Prompt ::
Word for word, restate the entries below from their first line through the line that contains "linear in the".

Collected data ::

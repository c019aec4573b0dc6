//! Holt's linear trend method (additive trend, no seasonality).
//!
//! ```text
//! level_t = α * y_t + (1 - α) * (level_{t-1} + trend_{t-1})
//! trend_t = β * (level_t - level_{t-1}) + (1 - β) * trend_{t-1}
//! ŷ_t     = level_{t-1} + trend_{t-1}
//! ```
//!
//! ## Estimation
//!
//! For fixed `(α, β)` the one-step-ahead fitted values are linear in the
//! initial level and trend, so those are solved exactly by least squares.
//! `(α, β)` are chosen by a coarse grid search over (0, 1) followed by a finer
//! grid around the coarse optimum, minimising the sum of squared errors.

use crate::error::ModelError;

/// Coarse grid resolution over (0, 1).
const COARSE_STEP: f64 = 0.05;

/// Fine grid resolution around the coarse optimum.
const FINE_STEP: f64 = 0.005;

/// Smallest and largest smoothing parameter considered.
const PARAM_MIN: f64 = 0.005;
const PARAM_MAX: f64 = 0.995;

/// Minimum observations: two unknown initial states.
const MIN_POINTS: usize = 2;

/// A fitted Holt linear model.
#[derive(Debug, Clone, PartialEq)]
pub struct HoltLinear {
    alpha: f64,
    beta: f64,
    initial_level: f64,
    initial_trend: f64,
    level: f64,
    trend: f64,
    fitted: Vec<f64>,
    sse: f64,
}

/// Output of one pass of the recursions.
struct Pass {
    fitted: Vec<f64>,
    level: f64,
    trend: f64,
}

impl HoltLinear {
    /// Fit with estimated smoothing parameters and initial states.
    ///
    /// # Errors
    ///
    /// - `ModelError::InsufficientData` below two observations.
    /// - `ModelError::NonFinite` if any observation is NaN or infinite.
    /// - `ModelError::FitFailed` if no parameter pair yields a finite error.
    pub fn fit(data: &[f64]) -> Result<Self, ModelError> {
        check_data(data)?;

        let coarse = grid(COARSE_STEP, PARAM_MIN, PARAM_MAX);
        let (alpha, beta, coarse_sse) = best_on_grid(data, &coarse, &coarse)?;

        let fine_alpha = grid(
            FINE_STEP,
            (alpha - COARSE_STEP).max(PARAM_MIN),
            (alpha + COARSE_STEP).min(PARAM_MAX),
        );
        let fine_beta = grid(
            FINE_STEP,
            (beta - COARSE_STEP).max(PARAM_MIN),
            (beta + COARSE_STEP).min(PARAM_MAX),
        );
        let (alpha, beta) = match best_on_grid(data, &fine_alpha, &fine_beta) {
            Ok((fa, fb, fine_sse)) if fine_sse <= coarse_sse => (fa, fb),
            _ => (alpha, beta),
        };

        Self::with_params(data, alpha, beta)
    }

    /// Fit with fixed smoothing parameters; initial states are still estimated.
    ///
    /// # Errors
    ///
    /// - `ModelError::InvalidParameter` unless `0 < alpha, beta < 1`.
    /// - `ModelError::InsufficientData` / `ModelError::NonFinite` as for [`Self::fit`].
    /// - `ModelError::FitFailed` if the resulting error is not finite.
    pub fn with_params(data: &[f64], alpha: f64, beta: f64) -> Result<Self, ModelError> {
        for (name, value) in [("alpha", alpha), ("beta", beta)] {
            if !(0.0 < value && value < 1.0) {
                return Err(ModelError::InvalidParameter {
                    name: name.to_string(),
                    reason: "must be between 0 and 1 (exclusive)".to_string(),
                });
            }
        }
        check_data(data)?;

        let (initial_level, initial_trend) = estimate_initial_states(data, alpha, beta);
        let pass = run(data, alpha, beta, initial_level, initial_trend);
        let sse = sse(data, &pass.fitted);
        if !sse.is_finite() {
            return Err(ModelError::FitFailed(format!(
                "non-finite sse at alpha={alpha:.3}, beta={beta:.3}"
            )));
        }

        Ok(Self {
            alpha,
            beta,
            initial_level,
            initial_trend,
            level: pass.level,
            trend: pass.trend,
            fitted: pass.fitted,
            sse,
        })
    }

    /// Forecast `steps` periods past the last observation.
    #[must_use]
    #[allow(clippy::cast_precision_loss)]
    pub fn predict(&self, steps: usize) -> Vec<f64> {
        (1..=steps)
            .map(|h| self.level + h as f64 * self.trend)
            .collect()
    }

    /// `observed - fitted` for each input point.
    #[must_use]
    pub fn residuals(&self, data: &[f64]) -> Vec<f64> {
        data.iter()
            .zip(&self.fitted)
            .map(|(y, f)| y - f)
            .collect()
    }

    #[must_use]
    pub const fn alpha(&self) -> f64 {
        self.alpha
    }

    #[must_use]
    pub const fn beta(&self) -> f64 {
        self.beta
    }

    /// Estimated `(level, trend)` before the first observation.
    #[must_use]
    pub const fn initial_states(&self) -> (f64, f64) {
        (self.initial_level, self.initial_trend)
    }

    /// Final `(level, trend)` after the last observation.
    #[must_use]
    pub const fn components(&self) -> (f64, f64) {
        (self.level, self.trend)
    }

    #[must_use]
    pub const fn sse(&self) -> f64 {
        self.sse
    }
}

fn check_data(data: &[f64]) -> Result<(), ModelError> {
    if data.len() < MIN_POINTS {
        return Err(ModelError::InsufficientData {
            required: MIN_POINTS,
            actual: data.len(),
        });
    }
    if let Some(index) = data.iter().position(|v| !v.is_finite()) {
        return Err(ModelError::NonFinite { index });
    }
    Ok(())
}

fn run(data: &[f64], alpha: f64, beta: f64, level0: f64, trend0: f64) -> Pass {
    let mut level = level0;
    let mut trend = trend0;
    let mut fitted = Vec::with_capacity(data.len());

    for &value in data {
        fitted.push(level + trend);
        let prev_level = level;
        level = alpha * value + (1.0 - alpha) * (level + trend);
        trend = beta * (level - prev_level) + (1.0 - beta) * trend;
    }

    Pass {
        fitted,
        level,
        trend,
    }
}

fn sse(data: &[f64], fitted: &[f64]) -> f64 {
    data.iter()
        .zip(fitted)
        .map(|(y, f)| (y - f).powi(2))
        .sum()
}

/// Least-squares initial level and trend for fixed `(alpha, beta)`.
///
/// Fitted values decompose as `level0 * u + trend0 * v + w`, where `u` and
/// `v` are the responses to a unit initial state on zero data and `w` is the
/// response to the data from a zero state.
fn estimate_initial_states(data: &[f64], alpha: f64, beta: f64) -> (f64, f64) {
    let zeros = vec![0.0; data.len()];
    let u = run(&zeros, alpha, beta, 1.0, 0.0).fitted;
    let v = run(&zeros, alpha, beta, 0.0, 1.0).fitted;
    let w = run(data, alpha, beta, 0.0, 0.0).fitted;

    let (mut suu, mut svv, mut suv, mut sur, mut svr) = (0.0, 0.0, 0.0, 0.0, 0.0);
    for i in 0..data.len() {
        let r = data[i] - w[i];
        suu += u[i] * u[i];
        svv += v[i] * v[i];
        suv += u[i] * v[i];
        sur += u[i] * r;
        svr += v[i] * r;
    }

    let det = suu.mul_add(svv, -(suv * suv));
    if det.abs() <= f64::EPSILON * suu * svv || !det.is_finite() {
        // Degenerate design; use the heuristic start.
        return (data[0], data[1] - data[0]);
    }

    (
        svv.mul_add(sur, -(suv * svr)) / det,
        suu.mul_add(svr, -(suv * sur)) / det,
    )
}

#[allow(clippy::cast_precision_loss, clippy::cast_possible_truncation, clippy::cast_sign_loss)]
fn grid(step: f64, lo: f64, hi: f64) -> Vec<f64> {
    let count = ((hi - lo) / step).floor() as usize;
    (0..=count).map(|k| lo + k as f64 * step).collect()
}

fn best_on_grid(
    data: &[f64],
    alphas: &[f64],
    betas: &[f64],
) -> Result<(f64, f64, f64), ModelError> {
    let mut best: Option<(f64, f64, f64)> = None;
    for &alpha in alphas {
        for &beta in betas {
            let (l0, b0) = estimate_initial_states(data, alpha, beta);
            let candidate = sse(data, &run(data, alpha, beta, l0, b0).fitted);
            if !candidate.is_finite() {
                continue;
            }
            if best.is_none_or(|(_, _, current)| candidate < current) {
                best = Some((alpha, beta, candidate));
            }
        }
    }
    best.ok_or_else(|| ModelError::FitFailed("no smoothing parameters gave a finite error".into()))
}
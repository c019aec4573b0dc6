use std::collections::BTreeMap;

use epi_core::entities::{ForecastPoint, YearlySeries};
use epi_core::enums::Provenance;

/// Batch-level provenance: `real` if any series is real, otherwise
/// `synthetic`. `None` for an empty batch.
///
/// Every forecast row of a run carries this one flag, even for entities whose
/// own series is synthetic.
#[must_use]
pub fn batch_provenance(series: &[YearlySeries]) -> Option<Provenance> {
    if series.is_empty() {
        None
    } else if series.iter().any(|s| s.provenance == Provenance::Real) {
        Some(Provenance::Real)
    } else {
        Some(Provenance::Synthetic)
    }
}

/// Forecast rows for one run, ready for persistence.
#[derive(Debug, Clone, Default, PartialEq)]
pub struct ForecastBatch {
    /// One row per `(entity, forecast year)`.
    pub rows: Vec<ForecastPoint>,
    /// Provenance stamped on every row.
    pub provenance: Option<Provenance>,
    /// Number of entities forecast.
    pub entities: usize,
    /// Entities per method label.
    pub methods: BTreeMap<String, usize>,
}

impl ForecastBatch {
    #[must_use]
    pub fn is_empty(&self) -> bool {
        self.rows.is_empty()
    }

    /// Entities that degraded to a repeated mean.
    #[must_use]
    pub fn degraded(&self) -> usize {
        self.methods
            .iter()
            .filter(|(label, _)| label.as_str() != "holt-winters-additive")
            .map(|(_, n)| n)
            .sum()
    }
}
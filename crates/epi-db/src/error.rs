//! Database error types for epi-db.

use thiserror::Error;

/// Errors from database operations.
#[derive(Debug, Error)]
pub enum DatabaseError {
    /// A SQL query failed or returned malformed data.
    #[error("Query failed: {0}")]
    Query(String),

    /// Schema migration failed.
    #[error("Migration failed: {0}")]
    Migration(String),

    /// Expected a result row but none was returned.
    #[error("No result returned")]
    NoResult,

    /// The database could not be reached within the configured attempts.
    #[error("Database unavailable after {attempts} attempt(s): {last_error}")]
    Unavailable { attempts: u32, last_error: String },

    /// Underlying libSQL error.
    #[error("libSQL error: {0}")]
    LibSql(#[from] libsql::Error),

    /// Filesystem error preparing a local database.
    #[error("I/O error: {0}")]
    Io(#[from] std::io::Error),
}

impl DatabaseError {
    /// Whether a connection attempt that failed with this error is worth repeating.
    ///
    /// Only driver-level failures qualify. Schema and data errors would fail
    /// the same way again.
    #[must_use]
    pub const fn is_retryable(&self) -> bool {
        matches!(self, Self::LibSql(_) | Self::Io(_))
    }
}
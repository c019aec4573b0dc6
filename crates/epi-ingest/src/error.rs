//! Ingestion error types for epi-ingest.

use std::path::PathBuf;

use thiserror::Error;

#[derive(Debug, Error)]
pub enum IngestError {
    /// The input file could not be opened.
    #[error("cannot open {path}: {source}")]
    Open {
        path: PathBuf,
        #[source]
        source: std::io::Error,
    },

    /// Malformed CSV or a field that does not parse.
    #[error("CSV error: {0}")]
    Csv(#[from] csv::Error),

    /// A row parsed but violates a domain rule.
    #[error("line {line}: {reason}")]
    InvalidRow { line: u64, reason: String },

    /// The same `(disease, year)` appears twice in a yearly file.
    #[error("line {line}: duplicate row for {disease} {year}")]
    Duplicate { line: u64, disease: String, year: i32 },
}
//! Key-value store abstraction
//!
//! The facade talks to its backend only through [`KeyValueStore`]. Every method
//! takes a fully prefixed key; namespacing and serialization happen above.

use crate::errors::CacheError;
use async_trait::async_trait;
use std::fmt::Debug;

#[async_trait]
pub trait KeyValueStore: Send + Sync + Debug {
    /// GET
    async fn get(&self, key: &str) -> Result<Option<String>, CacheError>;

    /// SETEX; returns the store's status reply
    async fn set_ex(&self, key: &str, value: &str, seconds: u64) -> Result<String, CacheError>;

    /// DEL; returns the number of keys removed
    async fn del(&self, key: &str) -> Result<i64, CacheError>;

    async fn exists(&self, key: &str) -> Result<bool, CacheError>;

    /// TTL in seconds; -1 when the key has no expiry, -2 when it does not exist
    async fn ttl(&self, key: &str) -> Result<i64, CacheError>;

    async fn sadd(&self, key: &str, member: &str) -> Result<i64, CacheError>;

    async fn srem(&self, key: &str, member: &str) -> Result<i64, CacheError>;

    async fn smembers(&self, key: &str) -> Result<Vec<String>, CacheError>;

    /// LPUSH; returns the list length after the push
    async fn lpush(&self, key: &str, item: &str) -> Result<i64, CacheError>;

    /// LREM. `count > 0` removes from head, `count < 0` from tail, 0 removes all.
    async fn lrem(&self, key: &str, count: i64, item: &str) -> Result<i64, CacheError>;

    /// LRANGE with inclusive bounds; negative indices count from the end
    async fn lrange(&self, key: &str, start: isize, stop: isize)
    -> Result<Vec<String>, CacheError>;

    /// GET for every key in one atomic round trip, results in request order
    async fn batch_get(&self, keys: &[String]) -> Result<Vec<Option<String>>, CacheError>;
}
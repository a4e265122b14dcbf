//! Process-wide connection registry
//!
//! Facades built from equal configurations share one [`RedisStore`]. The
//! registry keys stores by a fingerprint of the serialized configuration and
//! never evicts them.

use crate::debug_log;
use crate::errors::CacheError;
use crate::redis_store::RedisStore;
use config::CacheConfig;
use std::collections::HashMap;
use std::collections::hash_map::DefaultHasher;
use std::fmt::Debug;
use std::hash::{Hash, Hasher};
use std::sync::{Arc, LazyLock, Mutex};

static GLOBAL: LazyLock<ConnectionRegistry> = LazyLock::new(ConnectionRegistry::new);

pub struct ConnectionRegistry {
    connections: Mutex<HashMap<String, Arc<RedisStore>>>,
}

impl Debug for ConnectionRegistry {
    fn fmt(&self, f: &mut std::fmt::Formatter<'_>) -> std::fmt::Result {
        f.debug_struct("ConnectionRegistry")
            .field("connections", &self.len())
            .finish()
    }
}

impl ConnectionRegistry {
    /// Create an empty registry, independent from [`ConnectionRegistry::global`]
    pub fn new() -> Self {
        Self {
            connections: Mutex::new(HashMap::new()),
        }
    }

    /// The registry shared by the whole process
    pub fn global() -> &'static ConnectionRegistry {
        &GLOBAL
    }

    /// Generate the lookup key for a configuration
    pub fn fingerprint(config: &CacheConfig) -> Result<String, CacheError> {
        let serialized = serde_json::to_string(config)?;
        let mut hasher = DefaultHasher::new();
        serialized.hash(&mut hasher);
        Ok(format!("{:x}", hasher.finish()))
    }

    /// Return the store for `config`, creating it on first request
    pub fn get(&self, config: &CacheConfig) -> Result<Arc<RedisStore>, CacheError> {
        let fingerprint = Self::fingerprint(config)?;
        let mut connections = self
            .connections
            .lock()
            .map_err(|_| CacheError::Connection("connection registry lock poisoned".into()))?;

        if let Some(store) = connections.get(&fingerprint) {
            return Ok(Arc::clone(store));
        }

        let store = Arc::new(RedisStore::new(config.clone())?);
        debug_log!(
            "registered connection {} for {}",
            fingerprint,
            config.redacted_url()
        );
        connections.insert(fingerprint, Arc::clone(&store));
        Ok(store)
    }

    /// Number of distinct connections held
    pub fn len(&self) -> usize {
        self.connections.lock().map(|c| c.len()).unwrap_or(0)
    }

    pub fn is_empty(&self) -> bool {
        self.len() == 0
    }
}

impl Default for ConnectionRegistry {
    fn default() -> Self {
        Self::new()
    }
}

Response to this task ::
repository c019aec4573b0dc6
//! Holt's linear trend method (additive trend, no seasonality).
//!
//! ```text
//! level_t = α * y_t + (1 - α) * (level_{t-1} + trend_{t-1})
//! trend_t = β * (level_t - level_{t-1}) + (1 - β) * trend_{t-1}
//! ŷ_t     = level_{t-1} + trend_{t-1}
//! ```
//!
//! ## Estimation
//!
//! For fixed `(α, β)` the one-step-ahead fitted values are linear in the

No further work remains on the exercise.